El avión experimental de la NASA prueba una tecnología que podría permitir el regreso de los vuelos comerciales más rápidos que el sonido sin el tradicional estruendo sónico.
El X-59, desarrollado por la NASA en colaboración con Lockheed Martin, es un avión experimental diseñado para demostrar que es posible volar a velocidades supersónicas sin generar el característico “boom” sónico que durante décadas limitó este tipo de aeronaves. Su objetivo es abrir el camino al regreso de los vuelos comerciales supersónicos sobre tierra.
La aeronave cuenta con un diseño poco convencional, encabezado por un largo morro cónico que ayuda a dispersar las ondas de choque. Además, carece de una ventana frontal tradicional, por lo que el piloto utiliza un sistema de cámaras y pantallas de alta resolución para observar el trayecto durante el vuelo.
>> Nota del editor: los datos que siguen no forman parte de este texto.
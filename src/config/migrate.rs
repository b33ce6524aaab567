//! Configuration file upkeep: detect keys missing from an older file and
//! rewrite it with defaults filled in.

use crate::config::Config;
use crate::errors::{AppError, AppResult};
use serde_yaml::{Mapping, Value};
use std::fs;
use std::path::Path;

fn default_keys() -> AppResult<Vec<String>> {
    let value = serde_yaml::to_value(Config::default())?;
    let map = value
        .as_mapping()
        .ok_or_else(|| AppError::Config("default configuration is not a mapping".into()))?;

    Ok(map
        .keys()
        .filter_map(|k| k.as_str().map(str::to_string))
        .collect())
}

fn read_mapping(path: &Path) -> AppResult<Mapping> {
    let content = fs::read_to_string(path)?;
    let value: Value = serde_yaml::from_str(&content)?;

    match value {
        Value::Mapping(map) => Ok(map),
        Value::Null => Ok(Mapping::new()),
        _ => Err(AppError::Config(format!(
            "{} does not contain a YAML mapping",
            path.display()
        ))),
    }
}

/// Keys known to this version but absent from the file at `path`.
pub fn missing_fields(path: &Path) -> AppResult<Vec<String>> {
    let present = read_mapping(path)?;

    Ok(default_keys()?
        .into_iter()
        .filter(|k| !present.contains_key(k.as_str()))
        .collect())
}

/// Keys present in the file that this version does not know about.
pub fn unknown_fields(path: &Path) -> AppResult<Vec<String>> {
    let known = default_keys()?;
    let present = read_mapping(path)?;

    Ok(present
        .keys()
        .filter_map(|k| k.as_str())
        .filter(|k| !known.iter().any(|known| known == k))
        .map(str::to_string)
        .collect())
}

/// Rewrite the file with every missing key set to its default.
/// Returns the keys that were added; an up-to-date file is left untouched.
pub fn migrate_config(path: &Path) -> AppResult<Vec<String>> {
    let missing = missing_fields(path)?;
    if missing.is_empty() {
        return Ok(missing);
    }

    let cfg = Config::load_from(path)?;
    cfg.save_to(path)?;

    tracing::info!(added = ?missing, file = %path.display(), "configuration migrated");
    Ok(missing)
}
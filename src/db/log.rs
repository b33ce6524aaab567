use crate::errors::AppResult;
use crate::models::audit::AuditRecord;
use chrono::Utc;
use rusqlite::Connection;
use rusqlite::params;

/// Write an internal log line into the `log` table.
pub fn ttlog(conn: &Connection, operation: &str, target: &str, message: &str) -> AppResult<()> {
    let now = Utc::now().to_rfc3339();

    let mut stmt = conn.prepare_cached(
        "INSERT INTO log (date, operation, target, message)
         VALUES (?1, ?2, ?3, ?4)",
    )?;

    stmt.execute(params![now, operation, target, message])?;

    Ok(())
}

/// Every row of the `log` table, oldest first.
pub fn load_log(conn: &Connection) -> AppResult<Vec<AuditRecord>> {
    let mut stmt = conn.prepare_cached(
        "SELECT id, date, operation, IFNULL(target, ''), message FROM log ORDER BY id ASC",
    )?;

    let rows = stmt.query_map([], |row| {
        Ok(AuditRecord {
            id: row.get(0)?,
            date: row.get(1)?,
            operation: row.get(2)?,
            target: row.get(3)?,
            message: row.get(4)?,
        })
    })?;

    let mut out = Vec::new();
    for r in rows {
        out.push(r?);
    }
    Ok(out)
}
En sus pruebas más recientes, el X-59 alcanzó velocidades de hasta Mach 1.4, equivalente a cerca de mil 480 kilómetros por hora, demostrando que puede superar la barrera del sonido mientras reduce el ruido percibido en tierra a un leve golpe, conocido como “sonic thump”.
La NASA planea realizar vuelos sobre distintas comunidades de Estados Unidos para recopilar información sobre la percepción del ruido. Los datos servirán para que las autoridades aeronáuticas evalúen la posibilidad de modificar las regulaciones que actualmente restringen los vuelos supersónicos sobre zonas habitadas.
Si el programa tiene éxito, el X-59 podría sentar las bases para una nueva generación de aviones comerciales capaces de reducir considerablemente los tiempos de viaje, haciendo viables nuevamente los vuelos supersónicos de pasajeros de forma más silenciosa y eficiente.